## Work required
Transcribe the records below exactly as written, from the opening line through the line that contains "emitting a changelog.".

___ Data in this exercise

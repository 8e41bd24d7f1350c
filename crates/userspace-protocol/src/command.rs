//! Commands sent to a delegate and their wire encoding.

use std::fmt;

use crate::error::{ProtocolError, ProtocolResult};

/// Name of the leading pair that carries the verb.
pub const COMMAND_KEY: &str = "COMMAND";

/// Named operation requested from the delegate.
#[derive(Debug, Clone, PartialEq, Eq, Hash)]
pub enum Verb {
    /// Populate the workspace, optionally emitting a changelog.
    Checkout,
    /// Report the current revision token.
    Identify,
    /// Compare the remote state against a baseline token.
    Compare,
    /// Any verb the core does not know yet.
    Other(String),
}

impl Verb {
    /// Wire spelling of the verb.
    #[must_use]
    pub fn as_str(&self) -> &str {
        match self {
            Self::Checkout => "checkout",
            Self::Identify => "identify",
            Self::Compare => "compare",
            Self::Other(name) => name,
        }
    }

    /// Parse a wire verb. Unknown verbs are kept as [`Verb::Other`].
    #[must_use]
    pub fn from_wire(raw: &str) -> Self {
        match raw {
            "checkout" => Self::Checkout,
            "identify" => Self::Identify,
            "compare" => Self::Compare,
            other => Self::Other(other.to_owned()),
        }
    }
}

impl fmt::Display for Verb {
    fn fmt(&self, f: &mut fmt::Formatter<'_>) -> fmt::Result {
        f.write_str(self.as_str())
    }
}

/// Allow-listed argument names.
#[derive(Debug, Clone, Copy, PartialEq, Eq, Hash)]
pub enum ArgName {
    /// Branch or ref of interest.
    Head,
    /// Pinned revision token.
    Revision,
    /// Baseline revision token from a previous build.
    Baseline,
    /// Whether checkout should print a changelog (`true`/`false`).
    Changelog,
}

impl ArgName {
    /// All argument names in canonical order.
    pub const ALL: [Self; 4] = [Self::Head, Self::Revision, Self::Baseline, Self::Changelog];

    /// Wire spelling of the name.
    #[must_use]
    pub const fn as_str(self) -> &'static str {
        match self {
            Self::Head => "HEAD",
            Self::Revision => "REVISION",
            Self::Baseline => "BASELINE",
            Self::Changelog => "CHANGELOG",
        }
    }

    /// Look up an allow-listed name. Matching is exact and case-sensitive.
    #[must_use]
    pub fn from_wire(raw: &str) -> Option<Self> {
        Self::ALL.into_iter().find(|name| name.as_str() == raw)
    }
}

impl fmt::Display for ArgName {
    fn fmt(&self, f: &mut fmt::Formatter<'_>) -> fmt::Result {
        f.write_str(self.as_str())
    }
}

/// A verb plus an ordered mapping of argument names to optional values.
///
/// `None` means "argument omitted" and is never sent; `Some("")` is sent as a
/// supplied-but-empty value.
#[derive(Debug, Clone, PartialEq, Eq)]
pub struct Command {
    verb: Verb,
    args: Vec<(ArgName, Option<String>)>,
}

impl Command {
    /// Create a command with no arguments.
    #[must_use]
    pub fn new(verb: Verb) -> Self {
        Self {
            verb,
            args: Vec::new(),
        }
    }

    /// Set an argument. Setting a name twice replaces the value in place.
    #[must_use]
    pub fn arg<V: Into<String>>(mut self, name: ArgName, value: Option<V>) -> Self {
        let value = value.map(Into::into);
        if let Some(slot) = self.args.iter_mut().find(|(n, _)| *n == name) {
            slot.1 = value;
        } else {
            self.args.push((name, value));
        }
        self
    }

    /// The command verb.
    #[must_use]
    pub fn verb(&self) -> &Verb {
        &self.verb
    }

    /// Value of a supplied argument, if any.
    #[must_use]
    pub fn get(&self, name: ArgName) -> Option<&str> {
        self.args
            .iter()
            .find(|(n, _)| *n == name)
            .and_then(|(_, v)| v.as_deref())
    }

    /// Supplied arguments in insertion order, absent ones skipped.
    pub fn supplied(&self) -> impl Iterator<Item = (ArgName, &str)> {
        self.args
            .iter()
            .filter_map(|(name, value)| value.as_deref().map(|v| (*name, v)))
    }

    /// Encode to the wire list: `COMMAND <verb>` followed by every supplied pair.
    #[must_use]
    pub fn encode(&self) -> Vec<String> {
        let mut wire = vec![COMMAND_KEY.to_owned(), self.verb.as_str().to_owned()];
        for (name, value) in self.supplied() {
            wire.push(name.as_str().to_owned());
            wire.push(value.to_owned());
        }
        wire
    }

    /// Supplied pairs as `(NAME, VALUE)` with `COMMAND` first.
    ///
    /// Backends that pass arguments as environment variables use this form.
    #[must_use]
    pub fn pairs(&self) -> Vec<(&str, &str)> {
        let mut pairs = vec![(COMMAND_KEY, self.verb.as_str())];
        pairs.extend(self.supplied().map(|(name, value)| (name.as_str(), value)));
        pairs
    }

    /// Decode a wire list produced by [`Command::encode`].
    ///
    /// # Errors
    ///
    /// Returns a [`ProtocolError`] if the list has odd length, does not start
    /// with `COMMAND`, or names an argument outside the allow-list.
    pub fn decode_wire<S: AsRef<str>>(wire: &[S]) -> ProtocolResult<Self> {
        if !wire.len().is_multiple_of(2) {
            return Err(ProtocolError::OddArgumentCount(wire.len()));
        }

        let mut pairs = wire.chunks_exact(2).map(|pair| (pair[0].as_ref(), pair[1].as_ref()));

        let verb = match pairs.next() {
            Some((COMMAND_KEY, verb)) => Verb::from_wire(verb),
            _ => return Err(ProtocolError::MissingCommand),
        };

        let mut command = Self::new(verb);
        for (raw_name, value) in pairs {
            let name = ArgName::from_wire(raw_name)
                .ok_or_else(|| ProtocolError::UnknownArgument(raw_name.to_owned()))?;
            if command.get(name).is_some() {
                return Err(ProtocolError::DuplicateArgument(raw_name.to_owned()));
            }
            command = command.arg(name, Some(value));
        }
        Ok(command)
    }
}

impl fmt::Display for Command {
    fn fmt(&self, f: &mut fmt::Formatter<'_>) -> fmt::Result {
        write!(f, "{}", self.encode().join(" "))
    }
}

#[cfg(test)]
mod tests {
    use super::*;

    fn checkout() -> Command {
        Command::new(Verb::Checkout)
            .arg(ArgName::Head, Some("main"))
            .arg(ArgName::Revision, None::<String>)
            .arg(ArgName::Baseline, Some("abc"))
            .arg(ArgName::Changelog, Some("true"))
    }

    #[test]
    fn test_encode_puts_command_first_and_skips_absent() {
        assert_eq!(
            checkout().encode(),
            vec![
                "COMMAND",
                "checkout",
                "HEAD",
                "main",
                "BASELINE",
                "abc",
                "CHANGELOG",
                "true"
            ]
        );
    }

    #[test]
    fn test_empty_value_is_sent() {
        let command = Command::new(Verb::Compare).arg(ArgName::Baseline, Some(""));
        assert_eq!(command.encode(), vec!["COMMAND", "compare", "BASELINE", ""]);
    }

    #[test]
    fn test_identify_has_only_command() {
        assert_eq!(
            Command::new(Verb::Identify).encode(),
            vec!["COMMAND", "identify"]
        );
    }

    #[test]
    fn test_decode_recovers_supplied_arguments() {
        let original = checkout();
        let decoded = Command::decode_wire(&original.encode()).unwrap();

        assert_eq!(decoded.verb(), &Verb::Checkout);
        assert_eq!(decoded.get(ArgName::Head), Some("main"));
        assert_eq!(decoded.get(ArgName::Revision), None);
        assert_eq!(decoded.get(ArgName::Baseline), Some("abc"));
        assert_eq!(decoded.get(ArgName::Changelog), Some("true"));
        assert_eq!(
            decoded.supplied().collect::<Vec<_>>(),
            original.supplied().collect::<Vec<_>>()
        );
    }

    #[test]
    fn test_decode_rejects_odd_length() {
        let err = Command::decode_wire(&["COMMAND", "identify", "HEAD"]).unwrap_err();
        assert_eq!(err, ProtocolError::OddArgumentCount(3));
    }

    #[test]
    fn test_decode_rejects_unknown_name() {
        let err = Command::decode_wire(&["COMMAND", "identify", "head", "main"]).unwrap_err();
        assert_eq!(err, ProtocolError::UnknownArgument("head".to_owned()));
    }

    #[test]
    fn test_decode_requires_command_first() {
        let err = Command::decode_wire(&["HEAD", "main", "COMMAND", "identify"]).unwrap_err();
        assert_eq!(err, ProtocolError::MissingCommand);
    }

    #[test]
    fn test_decode_rejects_duplicates() {
        let err =
            Command::decode_wire(&["COMMAND", "compare", "HEAD", "a", "HEAD", "b"]).unwrap_err();
        assert_eq!(err, ProtocolError::DuplicateArgument("HEAD".to_owned()));
    }

    #[test]
    fn test_future_verb_round_trips() {
        let decoded = Command::decode_wire(&["COMMAND", "prune"]).unwrap();
        assert_eq!(decoded.verb(), &Verb::Other("prune".to_owned()));
        assert_eq!(decoded.encode(), vec!["COMMAND", "prune"]);
    }

    #[test]
    fn test_arg_replaces_in_place() {
        let command = Command::new(Verb::Compare)
            .arg(ArgName::Head, Some("a"))
            .arg(ArgName::Baseline, Some("x"))
            .arg(ArgName::Head, Some("b"));
        assert_eq!(
            command.pairs(),
            vec![("COMMAND", "compare"), ("HEAD", "b"), ("BASELINE", "x")]
        );
    }
}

______

## Response to the task
repository 8e41bd24d7f1350c
filename crates/userspace-protocol/src/command.rs
//! Commands sent to a delegate and their wire encoding.

use std::fmt;

use crate::error::{ProtocolError, ProtocolResult};

/// Name of the leading pair that carries the verb.
pub const COMMAND_KEY: &str = "COMMAND";

/// Named operation requested from the delegate.
#[derive(Debug, Clone, PartialEq, Eq, Hash)]
pub enum Verb {
    /// Populate the workspace, optionally emitting a changelog.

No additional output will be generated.